* **Exercise instructions**
Pull each line containing "HealthResponse" out of the data and copy it.

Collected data
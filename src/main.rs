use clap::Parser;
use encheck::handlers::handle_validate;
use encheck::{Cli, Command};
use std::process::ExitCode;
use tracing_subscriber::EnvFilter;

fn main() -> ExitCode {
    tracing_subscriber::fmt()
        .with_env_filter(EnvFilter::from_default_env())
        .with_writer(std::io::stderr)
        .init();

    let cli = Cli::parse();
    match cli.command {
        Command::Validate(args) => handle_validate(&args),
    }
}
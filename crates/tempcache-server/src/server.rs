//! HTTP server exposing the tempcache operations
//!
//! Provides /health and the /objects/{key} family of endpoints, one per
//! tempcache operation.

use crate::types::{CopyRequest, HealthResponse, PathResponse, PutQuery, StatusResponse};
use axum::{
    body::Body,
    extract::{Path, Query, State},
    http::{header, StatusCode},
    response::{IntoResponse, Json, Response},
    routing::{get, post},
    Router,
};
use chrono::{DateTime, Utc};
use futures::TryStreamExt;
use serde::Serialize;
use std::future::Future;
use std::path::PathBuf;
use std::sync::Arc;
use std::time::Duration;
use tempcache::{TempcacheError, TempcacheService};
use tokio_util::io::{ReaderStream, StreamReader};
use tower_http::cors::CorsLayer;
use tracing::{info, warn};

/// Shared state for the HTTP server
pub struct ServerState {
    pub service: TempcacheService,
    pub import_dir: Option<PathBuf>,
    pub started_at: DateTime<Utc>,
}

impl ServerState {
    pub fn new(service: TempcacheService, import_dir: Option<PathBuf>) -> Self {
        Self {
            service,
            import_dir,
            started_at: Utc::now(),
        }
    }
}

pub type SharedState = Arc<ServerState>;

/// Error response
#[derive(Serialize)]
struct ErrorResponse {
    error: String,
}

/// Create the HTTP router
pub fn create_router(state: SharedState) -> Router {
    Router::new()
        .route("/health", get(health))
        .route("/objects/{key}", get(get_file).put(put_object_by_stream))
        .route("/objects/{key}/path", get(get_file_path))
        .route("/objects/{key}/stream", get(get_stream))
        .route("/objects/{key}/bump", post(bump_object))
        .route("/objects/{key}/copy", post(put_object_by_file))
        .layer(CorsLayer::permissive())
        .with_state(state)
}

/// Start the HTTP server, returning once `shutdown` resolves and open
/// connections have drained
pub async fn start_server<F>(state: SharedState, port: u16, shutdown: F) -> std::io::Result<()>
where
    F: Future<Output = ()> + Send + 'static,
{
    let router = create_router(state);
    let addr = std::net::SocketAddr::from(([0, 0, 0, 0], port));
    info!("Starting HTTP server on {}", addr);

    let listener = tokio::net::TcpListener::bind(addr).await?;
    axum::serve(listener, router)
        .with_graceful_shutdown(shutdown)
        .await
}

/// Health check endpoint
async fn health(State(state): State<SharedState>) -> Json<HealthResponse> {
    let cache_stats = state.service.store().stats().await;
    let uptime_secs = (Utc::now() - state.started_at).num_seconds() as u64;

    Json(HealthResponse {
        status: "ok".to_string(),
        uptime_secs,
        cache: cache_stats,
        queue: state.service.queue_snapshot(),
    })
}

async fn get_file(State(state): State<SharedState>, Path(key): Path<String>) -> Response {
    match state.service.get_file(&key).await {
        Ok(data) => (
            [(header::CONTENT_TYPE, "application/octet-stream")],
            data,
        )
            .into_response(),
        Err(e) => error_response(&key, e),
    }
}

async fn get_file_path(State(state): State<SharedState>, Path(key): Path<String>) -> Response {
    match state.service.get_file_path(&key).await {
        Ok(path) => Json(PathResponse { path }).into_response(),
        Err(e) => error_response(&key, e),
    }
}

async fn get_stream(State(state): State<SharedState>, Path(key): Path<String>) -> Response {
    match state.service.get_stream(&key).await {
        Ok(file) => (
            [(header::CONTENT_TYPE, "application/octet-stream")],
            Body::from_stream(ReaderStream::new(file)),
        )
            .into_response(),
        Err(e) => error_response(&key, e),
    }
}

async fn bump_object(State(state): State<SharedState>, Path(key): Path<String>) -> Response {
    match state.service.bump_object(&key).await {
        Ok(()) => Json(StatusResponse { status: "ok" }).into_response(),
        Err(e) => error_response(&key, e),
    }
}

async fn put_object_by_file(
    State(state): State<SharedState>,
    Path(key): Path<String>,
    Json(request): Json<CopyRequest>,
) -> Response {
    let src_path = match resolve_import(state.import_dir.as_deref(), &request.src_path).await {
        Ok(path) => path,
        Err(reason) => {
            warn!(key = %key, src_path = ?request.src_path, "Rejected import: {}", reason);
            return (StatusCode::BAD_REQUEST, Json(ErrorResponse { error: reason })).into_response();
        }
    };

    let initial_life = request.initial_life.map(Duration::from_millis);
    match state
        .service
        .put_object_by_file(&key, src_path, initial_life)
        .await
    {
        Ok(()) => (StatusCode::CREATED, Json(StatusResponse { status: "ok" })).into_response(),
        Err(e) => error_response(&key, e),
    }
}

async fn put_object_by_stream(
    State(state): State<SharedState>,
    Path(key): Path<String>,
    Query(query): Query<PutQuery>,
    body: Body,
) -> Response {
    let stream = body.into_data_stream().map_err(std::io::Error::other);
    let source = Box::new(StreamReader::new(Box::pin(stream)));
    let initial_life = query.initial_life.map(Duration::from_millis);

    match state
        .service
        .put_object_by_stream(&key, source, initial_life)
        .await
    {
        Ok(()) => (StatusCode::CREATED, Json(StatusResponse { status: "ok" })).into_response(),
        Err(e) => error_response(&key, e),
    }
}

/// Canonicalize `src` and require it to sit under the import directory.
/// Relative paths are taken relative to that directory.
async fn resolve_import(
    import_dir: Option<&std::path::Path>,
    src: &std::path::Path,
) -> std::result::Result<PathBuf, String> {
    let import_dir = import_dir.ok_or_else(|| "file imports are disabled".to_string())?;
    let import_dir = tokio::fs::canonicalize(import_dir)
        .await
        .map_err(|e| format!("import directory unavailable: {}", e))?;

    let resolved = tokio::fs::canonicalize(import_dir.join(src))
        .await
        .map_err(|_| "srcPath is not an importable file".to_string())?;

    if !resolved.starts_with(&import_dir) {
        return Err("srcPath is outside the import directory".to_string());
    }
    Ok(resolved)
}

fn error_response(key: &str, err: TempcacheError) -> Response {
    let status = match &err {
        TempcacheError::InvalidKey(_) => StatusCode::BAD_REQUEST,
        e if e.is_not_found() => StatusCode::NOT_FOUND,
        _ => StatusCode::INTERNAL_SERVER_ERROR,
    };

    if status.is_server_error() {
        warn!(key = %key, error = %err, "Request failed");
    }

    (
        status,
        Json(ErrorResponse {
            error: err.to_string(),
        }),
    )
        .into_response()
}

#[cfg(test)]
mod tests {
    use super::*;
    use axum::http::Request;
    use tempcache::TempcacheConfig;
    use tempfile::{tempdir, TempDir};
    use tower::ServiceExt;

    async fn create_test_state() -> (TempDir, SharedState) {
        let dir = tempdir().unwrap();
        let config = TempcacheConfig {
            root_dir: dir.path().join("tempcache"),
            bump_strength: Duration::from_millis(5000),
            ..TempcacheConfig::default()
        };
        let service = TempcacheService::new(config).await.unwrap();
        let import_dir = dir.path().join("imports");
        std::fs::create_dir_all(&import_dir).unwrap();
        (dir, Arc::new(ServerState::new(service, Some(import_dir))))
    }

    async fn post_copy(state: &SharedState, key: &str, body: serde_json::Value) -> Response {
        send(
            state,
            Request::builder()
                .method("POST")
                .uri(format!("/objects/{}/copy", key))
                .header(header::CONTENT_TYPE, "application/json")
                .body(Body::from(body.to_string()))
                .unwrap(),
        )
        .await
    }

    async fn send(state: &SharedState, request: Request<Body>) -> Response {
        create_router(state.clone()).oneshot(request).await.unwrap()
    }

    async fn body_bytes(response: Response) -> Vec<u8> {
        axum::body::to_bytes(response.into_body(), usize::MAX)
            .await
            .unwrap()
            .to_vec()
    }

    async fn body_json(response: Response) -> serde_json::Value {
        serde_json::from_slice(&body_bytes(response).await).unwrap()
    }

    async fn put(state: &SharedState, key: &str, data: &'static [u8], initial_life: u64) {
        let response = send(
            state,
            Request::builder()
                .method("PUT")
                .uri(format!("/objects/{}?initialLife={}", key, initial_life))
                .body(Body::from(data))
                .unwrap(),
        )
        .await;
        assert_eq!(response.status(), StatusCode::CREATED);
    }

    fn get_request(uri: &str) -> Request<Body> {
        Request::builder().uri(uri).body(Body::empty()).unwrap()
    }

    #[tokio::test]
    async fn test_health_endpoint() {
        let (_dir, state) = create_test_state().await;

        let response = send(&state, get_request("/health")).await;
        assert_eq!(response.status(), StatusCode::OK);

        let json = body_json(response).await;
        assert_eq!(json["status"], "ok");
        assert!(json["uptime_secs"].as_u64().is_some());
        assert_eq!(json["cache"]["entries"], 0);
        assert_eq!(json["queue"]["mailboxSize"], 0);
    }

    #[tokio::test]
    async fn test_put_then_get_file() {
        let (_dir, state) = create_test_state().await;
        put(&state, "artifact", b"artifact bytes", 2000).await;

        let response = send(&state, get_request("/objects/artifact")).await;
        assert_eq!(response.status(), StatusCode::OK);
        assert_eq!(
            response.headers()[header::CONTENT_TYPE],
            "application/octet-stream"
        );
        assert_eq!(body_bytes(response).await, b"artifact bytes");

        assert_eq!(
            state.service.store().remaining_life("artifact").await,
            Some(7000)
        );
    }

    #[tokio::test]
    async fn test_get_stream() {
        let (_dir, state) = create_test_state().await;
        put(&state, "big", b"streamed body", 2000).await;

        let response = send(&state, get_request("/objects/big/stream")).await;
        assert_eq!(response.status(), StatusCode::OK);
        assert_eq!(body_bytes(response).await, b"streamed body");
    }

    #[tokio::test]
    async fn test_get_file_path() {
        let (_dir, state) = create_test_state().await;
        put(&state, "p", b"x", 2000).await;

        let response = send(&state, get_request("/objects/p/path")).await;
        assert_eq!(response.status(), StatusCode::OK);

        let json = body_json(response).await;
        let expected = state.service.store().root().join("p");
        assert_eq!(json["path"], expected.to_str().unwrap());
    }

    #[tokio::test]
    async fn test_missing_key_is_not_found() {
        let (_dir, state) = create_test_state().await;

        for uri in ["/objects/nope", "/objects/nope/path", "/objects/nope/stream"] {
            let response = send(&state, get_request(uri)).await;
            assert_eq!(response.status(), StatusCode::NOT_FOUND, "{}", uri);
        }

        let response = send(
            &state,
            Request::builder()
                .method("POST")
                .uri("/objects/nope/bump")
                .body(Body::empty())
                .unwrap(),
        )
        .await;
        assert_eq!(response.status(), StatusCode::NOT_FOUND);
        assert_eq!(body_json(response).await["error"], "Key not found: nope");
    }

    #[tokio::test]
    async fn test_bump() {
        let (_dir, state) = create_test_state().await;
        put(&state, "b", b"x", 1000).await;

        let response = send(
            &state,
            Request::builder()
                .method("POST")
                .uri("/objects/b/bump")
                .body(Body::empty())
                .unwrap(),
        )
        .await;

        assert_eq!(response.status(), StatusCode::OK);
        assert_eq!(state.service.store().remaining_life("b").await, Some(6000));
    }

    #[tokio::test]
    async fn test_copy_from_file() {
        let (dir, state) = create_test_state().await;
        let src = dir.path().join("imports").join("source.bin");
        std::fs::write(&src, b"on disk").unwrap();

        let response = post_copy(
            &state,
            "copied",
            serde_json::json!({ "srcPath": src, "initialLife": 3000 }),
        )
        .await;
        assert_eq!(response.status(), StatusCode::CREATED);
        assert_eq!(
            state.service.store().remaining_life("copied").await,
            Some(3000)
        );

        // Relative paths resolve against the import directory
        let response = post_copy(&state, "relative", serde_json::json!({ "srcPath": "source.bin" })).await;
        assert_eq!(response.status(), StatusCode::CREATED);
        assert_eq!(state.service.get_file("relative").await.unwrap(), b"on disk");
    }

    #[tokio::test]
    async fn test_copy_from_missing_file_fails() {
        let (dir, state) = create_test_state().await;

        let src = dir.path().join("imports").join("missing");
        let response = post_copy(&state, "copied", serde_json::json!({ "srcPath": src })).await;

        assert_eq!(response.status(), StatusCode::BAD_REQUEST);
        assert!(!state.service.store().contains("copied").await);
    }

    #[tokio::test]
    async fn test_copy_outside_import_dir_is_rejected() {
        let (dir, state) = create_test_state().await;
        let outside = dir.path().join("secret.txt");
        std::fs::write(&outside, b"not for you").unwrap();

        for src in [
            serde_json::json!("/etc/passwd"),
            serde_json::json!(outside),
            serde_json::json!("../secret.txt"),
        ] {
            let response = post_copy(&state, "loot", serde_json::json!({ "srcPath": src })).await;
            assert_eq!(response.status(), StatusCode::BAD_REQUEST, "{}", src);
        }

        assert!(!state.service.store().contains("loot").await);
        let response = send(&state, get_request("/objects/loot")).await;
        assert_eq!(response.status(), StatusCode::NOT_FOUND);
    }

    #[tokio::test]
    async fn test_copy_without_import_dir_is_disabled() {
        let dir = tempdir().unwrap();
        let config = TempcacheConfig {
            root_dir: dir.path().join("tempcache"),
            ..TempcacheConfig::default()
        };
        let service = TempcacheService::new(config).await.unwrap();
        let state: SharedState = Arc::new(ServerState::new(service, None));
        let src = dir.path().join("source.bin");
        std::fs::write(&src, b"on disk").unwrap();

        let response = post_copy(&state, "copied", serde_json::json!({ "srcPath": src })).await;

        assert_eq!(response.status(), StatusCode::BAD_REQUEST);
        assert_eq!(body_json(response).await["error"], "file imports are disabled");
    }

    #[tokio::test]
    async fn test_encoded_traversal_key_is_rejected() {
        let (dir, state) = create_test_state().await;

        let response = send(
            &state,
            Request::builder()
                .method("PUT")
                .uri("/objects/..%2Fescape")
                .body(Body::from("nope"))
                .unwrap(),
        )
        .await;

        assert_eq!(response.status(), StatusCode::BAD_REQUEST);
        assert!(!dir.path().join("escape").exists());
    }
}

* **Solution for this problem**
use crate::types::{CopyRequest, HealthResponse, PathResponse, PutQuery, StatusResponse};
async fn health(State(state): State<SharedState>) -> Json<HealthResponse> {
    Json(HealthResponse {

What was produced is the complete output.